Listed entries Block Start
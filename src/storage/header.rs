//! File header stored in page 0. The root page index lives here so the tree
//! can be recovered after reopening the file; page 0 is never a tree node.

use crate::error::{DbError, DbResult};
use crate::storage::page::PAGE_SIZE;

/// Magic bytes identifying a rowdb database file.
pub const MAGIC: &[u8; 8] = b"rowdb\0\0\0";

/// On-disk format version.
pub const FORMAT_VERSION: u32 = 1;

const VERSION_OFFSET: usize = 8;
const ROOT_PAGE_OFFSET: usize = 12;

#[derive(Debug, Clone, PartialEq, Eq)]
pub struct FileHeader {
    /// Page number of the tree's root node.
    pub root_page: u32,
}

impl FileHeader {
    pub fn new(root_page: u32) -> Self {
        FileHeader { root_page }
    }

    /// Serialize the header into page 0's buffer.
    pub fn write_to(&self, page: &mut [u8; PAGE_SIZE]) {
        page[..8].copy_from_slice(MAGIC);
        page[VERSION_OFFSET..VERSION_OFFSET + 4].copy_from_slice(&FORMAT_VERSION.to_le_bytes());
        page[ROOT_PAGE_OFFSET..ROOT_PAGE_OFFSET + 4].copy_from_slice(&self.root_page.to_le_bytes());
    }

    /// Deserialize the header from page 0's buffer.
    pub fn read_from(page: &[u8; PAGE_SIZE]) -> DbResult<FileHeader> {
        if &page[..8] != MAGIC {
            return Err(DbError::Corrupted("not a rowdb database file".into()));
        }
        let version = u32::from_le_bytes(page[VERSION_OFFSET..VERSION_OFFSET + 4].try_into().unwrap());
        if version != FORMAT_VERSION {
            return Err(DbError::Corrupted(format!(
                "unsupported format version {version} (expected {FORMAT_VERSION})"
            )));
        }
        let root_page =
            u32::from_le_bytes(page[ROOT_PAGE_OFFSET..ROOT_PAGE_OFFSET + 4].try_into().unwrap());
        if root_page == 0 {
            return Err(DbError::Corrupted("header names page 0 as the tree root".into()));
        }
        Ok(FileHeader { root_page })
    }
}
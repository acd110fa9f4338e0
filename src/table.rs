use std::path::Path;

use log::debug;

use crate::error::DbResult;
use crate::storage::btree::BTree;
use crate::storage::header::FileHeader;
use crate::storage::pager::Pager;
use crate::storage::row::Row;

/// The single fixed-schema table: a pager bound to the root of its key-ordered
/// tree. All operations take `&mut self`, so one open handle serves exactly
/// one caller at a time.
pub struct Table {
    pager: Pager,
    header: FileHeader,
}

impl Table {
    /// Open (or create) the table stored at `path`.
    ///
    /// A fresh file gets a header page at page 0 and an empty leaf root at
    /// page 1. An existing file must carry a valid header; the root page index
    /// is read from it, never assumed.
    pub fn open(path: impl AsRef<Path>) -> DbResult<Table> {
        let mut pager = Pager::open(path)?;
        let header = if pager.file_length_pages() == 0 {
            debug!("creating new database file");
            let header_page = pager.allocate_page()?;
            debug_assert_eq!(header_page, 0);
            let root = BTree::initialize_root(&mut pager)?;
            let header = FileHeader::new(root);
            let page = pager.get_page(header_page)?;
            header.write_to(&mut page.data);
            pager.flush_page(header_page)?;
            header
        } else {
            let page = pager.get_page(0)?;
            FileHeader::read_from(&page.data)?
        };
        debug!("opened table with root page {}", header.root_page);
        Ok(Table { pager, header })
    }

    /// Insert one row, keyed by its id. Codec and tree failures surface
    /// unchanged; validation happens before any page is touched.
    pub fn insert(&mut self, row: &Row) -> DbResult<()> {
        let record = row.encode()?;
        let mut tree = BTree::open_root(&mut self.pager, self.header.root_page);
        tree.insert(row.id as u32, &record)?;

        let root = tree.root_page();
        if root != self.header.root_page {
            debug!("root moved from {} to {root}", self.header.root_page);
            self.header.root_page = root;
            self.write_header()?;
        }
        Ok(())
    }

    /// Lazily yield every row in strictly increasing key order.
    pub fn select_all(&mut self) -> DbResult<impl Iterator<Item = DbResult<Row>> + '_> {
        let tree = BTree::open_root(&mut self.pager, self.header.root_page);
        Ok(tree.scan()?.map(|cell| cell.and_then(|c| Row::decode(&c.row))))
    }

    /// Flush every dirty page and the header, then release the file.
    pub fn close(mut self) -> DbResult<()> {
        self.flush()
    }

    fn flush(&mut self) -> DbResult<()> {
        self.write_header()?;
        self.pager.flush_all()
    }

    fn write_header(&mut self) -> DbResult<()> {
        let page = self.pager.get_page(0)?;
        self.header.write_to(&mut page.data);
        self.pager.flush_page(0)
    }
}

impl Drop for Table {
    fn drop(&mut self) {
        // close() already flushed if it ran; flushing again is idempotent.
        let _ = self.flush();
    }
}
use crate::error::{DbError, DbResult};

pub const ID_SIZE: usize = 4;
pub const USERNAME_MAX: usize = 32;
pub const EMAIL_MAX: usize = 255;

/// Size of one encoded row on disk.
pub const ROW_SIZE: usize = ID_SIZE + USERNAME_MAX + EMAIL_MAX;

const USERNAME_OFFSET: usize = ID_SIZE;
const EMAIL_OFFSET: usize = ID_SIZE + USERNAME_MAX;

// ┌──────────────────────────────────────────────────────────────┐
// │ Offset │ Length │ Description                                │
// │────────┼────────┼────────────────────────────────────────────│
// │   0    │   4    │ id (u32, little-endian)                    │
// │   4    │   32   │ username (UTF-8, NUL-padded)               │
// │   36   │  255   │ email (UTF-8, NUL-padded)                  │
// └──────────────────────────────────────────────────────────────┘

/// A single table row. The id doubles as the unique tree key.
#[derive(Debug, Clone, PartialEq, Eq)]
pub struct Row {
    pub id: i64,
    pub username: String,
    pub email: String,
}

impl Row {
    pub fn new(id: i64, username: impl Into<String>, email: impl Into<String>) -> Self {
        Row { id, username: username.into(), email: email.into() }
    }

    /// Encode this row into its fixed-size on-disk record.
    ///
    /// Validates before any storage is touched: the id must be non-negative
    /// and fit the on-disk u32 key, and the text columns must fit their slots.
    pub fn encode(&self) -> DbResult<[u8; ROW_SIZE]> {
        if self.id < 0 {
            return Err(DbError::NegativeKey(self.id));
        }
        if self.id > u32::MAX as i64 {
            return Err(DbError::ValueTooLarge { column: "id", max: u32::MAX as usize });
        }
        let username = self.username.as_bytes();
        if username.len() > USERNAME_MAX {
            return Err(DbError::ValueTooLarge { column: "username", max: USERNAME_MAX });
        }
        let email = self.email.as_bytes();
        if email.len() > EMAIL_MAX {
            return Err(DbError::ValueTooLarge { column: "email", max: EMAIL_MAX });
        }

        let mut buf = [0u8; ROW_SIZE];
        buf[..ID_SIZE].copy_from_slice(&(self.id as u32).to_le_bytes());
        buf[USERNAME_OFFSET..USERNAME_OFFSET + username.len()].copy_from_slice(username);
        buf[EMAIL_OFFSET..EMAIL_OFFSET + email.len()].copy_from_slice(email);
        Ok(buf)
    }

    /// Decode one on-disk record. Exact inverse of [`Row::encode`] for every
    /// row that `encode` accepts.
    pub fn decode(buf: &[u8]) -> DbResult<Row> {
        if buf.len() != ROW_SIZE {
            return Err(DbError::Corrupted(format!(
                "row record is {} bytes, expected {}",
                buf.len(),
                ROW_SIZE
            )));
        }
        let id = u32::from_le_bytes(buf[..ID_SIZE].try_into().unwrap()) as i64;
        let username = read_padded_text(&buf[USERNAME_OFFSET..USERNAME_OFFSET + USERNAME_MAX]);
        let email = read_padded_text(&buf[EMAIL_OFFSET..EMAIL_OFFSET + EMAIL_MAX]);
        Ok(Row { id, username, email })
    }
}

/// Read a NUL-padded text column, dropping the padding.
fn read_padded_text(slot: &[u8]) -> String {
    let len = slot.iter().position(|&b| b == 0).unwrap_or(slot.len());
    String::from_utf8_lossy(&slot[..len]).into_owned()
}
Listed entries Block End
• _What needs to be done_
Write down again the exact lines running from the beginning of the data to the line containing "use crate::storage::page::PAGE_SIZE;", with both ends included.

• _Output of the exercise_
filename src/storage/header.rs
//! File header stored in page 0. The root page index lives here so the tree
//! can be recovered after reopening the file; page 0 is never a tree node.

use crate::error::{DbError, DbResult};
use crate::storage::page::PAGE_SIZE;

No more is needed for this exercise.